The demo was held in Lafayette Square, just across the street from 1600 Pennsylvania Ave. 200-300 people showed up by my reckoning, though I should not be relied on in any matter concerning numbers. This approximation takes both groups into account, since there were two demonstrations occurring simultaneously. One was the anti-war rally that James and I came for, while the other was a "DOWN WITH QADDAFI" gathering occupying a stage toward the other end of the park. Standing between the two and opening both ears, you could hear and appreciate why the traditionally Democratic constituencies have such trouble getting their shit together long enough to effectively concentrate on a single target. While the anti-war group chanted "LIBYA IS THE NEW IRAQ / PEOPLE UNITE, STAND UP, FIGHT BACK!" the Libyan crowd was shouting "FREE, FREE, LEEB-YAH!" To the south, a potbellied kid with a beard lambasted America and its imperialist intentions masquerading as humanitarianism, and breathlessly listed every conceivable parallel between 2003 Iraq and 2011 Libya (including the ones that didn't make sense when you thought about them). To the north, a professional-looking middle aged woman speaking into microphone thanked and praised Sarkozy for having the stones to spearhead the military operation against the insane dictator massacring his own people to cheers and flourishes of the Libyan and French flags.
Despite the dissimilarities between the crowds and the dissonance in their messages, one could infer an awful lot about the demonstrators and the broader situation by looking back and forth between them.

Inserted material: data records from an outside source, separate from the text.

use crate::{compile, do_matching, matches, Automaton, BuildError, CompileError};
use std::{sync::Arc, thread};

fn init() {
    let _ = env_logger::builder().is_test(true).try_init();
}

fn check(pattern: &str, accepted: &[&str], rejected: &[&str]) {
    init();
    let re = compile(pattern).unwrap();
    for s in accepted {
        assert!(matches(&re, s), "{pattern:?} should match {s:?}");
    }
    for s in rejected {
        assert!(!matches(&re, s), "{pattern:?} should not match {s:?}");
    }
}

#[test]
fn literal() {
    check("abc", &["abc"], &["", "ab", "abcx", "xabc", "abd", "cba"]);
    check("a1B2", &["a1B2"], &["a1b2", "a1B"]);
}

#[test]
fn union() {
    check("a|b|c", &["a", "b", "c"], &["", "ab", "d", "abc", "a|b"]);
}

#[test]
fn star() {
    check("a*", &["", "a", "aaaa"], &["ab", "b", "ba"]);
}

#[test]
fn plus() {
    check("a+", &["a", "aaa"], &["", "b", "aab"]);
}

#[test]
fn question() {
    check("ab?c", &["ac", "abc"], &["abbc", "a", "bc", ""]);
}

#[test]
fn nested() {
    check(
        "a(bb)+a*",
        &["abbbbaaaa", "abb", "abba", "abbbbbb"],
        &["abbb", "a", "b", "bba", "abbab"],
    );
    check(
        "((ab|cd)*efg)+h",
        &["ababcdabefgh", "efgh", "efgefgh", "cdefgabefgh"],
        &["h", "efg", "abh", "abefg"],
    );
    check("(a|b)*c(d|e)?", &["c", "abbac", "cd", "bce"], &["", "cde", "ad"]);
}

#[test]
fn precedence() {
    check("ab|cd", &["ab", "cd"], &["acd", "bd", "abd", "abcd", "a"]);
    check("a|bc*", &["a", "b", "bccc"], &["ac", "acc", ""]);
    check("(a|b)c", &["ac", "bc"], &["a", "abc"]);
}

#[test]
fn anchoring() {
    check("bc", &["bc"], &["abcd", "abc", "bcd"]);
}

#[test]
fn repeated_quantifiers() {
    check("a**", &["", "aaaa"], &["b"]);
    check("(a*)*b", &["b", "aaaaaaaaab"], &["", "a"]);
    check("((((a*)*)*)*)", &["", "aaaaaaaaa"], &["ab"]);
    check("a?+", &["", "a", "aa"], &["b"]);
}

#[test]
fn long_input() {
    let text = "a".repeat(1000) + "b";
    check("a*b", &[text.as_str()], &[&text[..1000]]);

    // a?^n a^n
    let n = 20;
    let pattern = "a?".repeat(n) + &"a".repeat(n);
    let re = compile(&pattern).unwrap();
    assert!(matches(&re, &"a".repeat(n)));
    assert!(matches(&re, &"a".repeat(2 * n)));
    assert!(!matches(&re, &"a".repeat(n - 1)));
    assert!(!matches(&re, &"a".repeat(2 * n + 1)));
}

#[test]
fn empty_pattern() {
    check("", &[""], &["a", " "]);
    check("()", &[""], &["a"]);
    check("(())", &[""], &["a"]);
}

#[test]
fn unsupported_chars() {
    init();
    assert_eq!(
        compile("a.b").unwrap_err(),
        CompileError::UnsupportedChar { pos: 1, ch: '.' }
    );
    assert_eq!(
        compile("[ab]").unwrap_err(),
        CompileError::UnsupportedChar { pos: 0, ch: '[' }
    );
    assert_eq!(
        compile("^a$").unwrap_err(),
        CompileError::UnsupportedChar { pos: 0, ch: '^' }
    );
    assert_eq!(
        compile("a b").unwrap_err(),
        CompileError::UnsupportedChar { pos: 1, ch: ' ' }
    );
}

#[test]
fn malformed_patterns() {
    init();
    // an empty group is not an operand
    for p in [
        "+b", "*b", "|b", "?b", "a|", "a||b", "(|a)", "()a", "a()", "a|()", "()()", "()*",
    ] {
        assert!(
            matches!(
                compile(p),
                Err(CompileError::Build(BuildError::MissingOperand(_)))
            ),
            "{p:?}"
        );
    }
    for p in ["(a", "a)", "((a)", "(a))b"] {
        assert!(
            matches!(
                compile(p),
                Err(CompileError::Build(BuildError::UnexpectedToken(_)))
            ),
            "{p:?}"
        );
    }
}

#[test]
fn error_messages() {
    assert_eq!(
        compile("a-b").unwrap_err().to_string(),
        "unsupported character '-' at position 1"
    );
    assert_eq!(
        compile("*").unwrap_err().to_string(),
        "missing operand for [Star: *]"
    );
    assert_eq!(
        compile("(a").unwrap_err().to_string(),
        "unexpected token [LParen: (]"
    );
}

#[test]
fn do_matching_one_shot() {
    assert!(do_matching("abc|def", "def").unwrap());
    assert!(do_matching("(abc)*", "abcabc").unwrap());
    assert!(do_matching("(ab|cd)+", "abcdcd").unwrap());
    assert!(!do_matching("(ab|cd)+", "").unwrap());
    assert!(!do_matching("abc?", "acb").unwrap());
    assert!(do_matching("+b", "bbb").is_err());
}

#[test]
fn idempotent_compilation() {
    let inputs = ["", "a", "ab", "abb", "abbbb", "abba", "abbaa", "b", "abbb"];
    for p in ["a(bb)+a*", "ab|cd", "(a|b)*", "a?b+"] {
        let re1 = compile(p).unwrap();
        let re2 = compile(p).unwrap();
        for s in inputs {
            assert_eq!(matches(&re1, s), matches(&re2, s), "{p:?} on {s:?}");
        }
    }
}

#[test]
fn deterministic() {
    let re = compile("((ab|cd)*efg)+h").unwrap();
    for _ in 0..10 {
        assert!(matches(&re, "ababcdabefgh"));
        assert!(!matches(&re, "ababcdabefg"));
        assert!(re.is_match("efgh"));
    }
}

#[test]
fn shared_between_threads() {
    fn assert_send_sync<T: Send + Sync>() {}
    assert_send_sync::<Automaton>();

    let re = Arc::new(compile("a(bb)+a*").unwrap());
    let handles: Vec<_> = (0..4)
        .map(|i| {
            let re = Arc::clone(&re);
            thread::spawn(move || {
                let text = format!("a{}{}", "bb".repeat(i + 1), "a".repeat(i));
                matches(&re, &text) && !matches(&re, &format!("{text}b"))
            })
        })
        .collect();

    for h in handles {
        assert!(h.join().unwrap());
    }
}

Let's start with the anti-war faction. The heavy majority of the demonstrators could be sorted into one of two generational brackets: the 18 to 29-year-old college kids, graduate students, or career activists/couch-sleepers, and the 45 to 60-year-olds upon whom the Vietnam years had stamped an indelible brand. Most of them were white.

The most intense and dedicated demonstrators formed a cluster in front of the police barricade on the sidewalk, leading hoarse chants over bullhorns and delivering extemporaneous addresses about the military industrial complex and how American pretenses of altruism are never to be trusted. In this pocket were six or so ringleaders and their two-dozen followers; they contributed about 90% of the event's noise and enthusiasm. But once you went outside the activist nucleus, you saw a rapid decline in the crowd's density and energy. Demonstrators stood around like they had come to watch a show in the park. The organizers chanted slogans on and off for hours, but there were rarely more than 15-30 voices joining in. People let their "FREE BRADLEY MANNING!" and "STOP OCCUPATIONS AND TORTURE FOR EMPIRE!" signs falls onto the grass and didn't bother picking them up. Every now and then, some of the ballsier protesters (mostly middle-aged folks) who had parked themselves by the White House fence got put in handcuffs by the police and ushered into a police van or public transit bus. Some of the demonstrators closest to the police barricade cheered them as they passed. Most of us just watched.

Before long it occurred to me that James and I weren't the only people who had come to check out the scene and take some snapshots. Looking through the crowd, it seemed that most of the people beyond the primary noisemakers and activists hadn't come here for a strenuous exercise of their First Amendment right: they were to watch, just like us.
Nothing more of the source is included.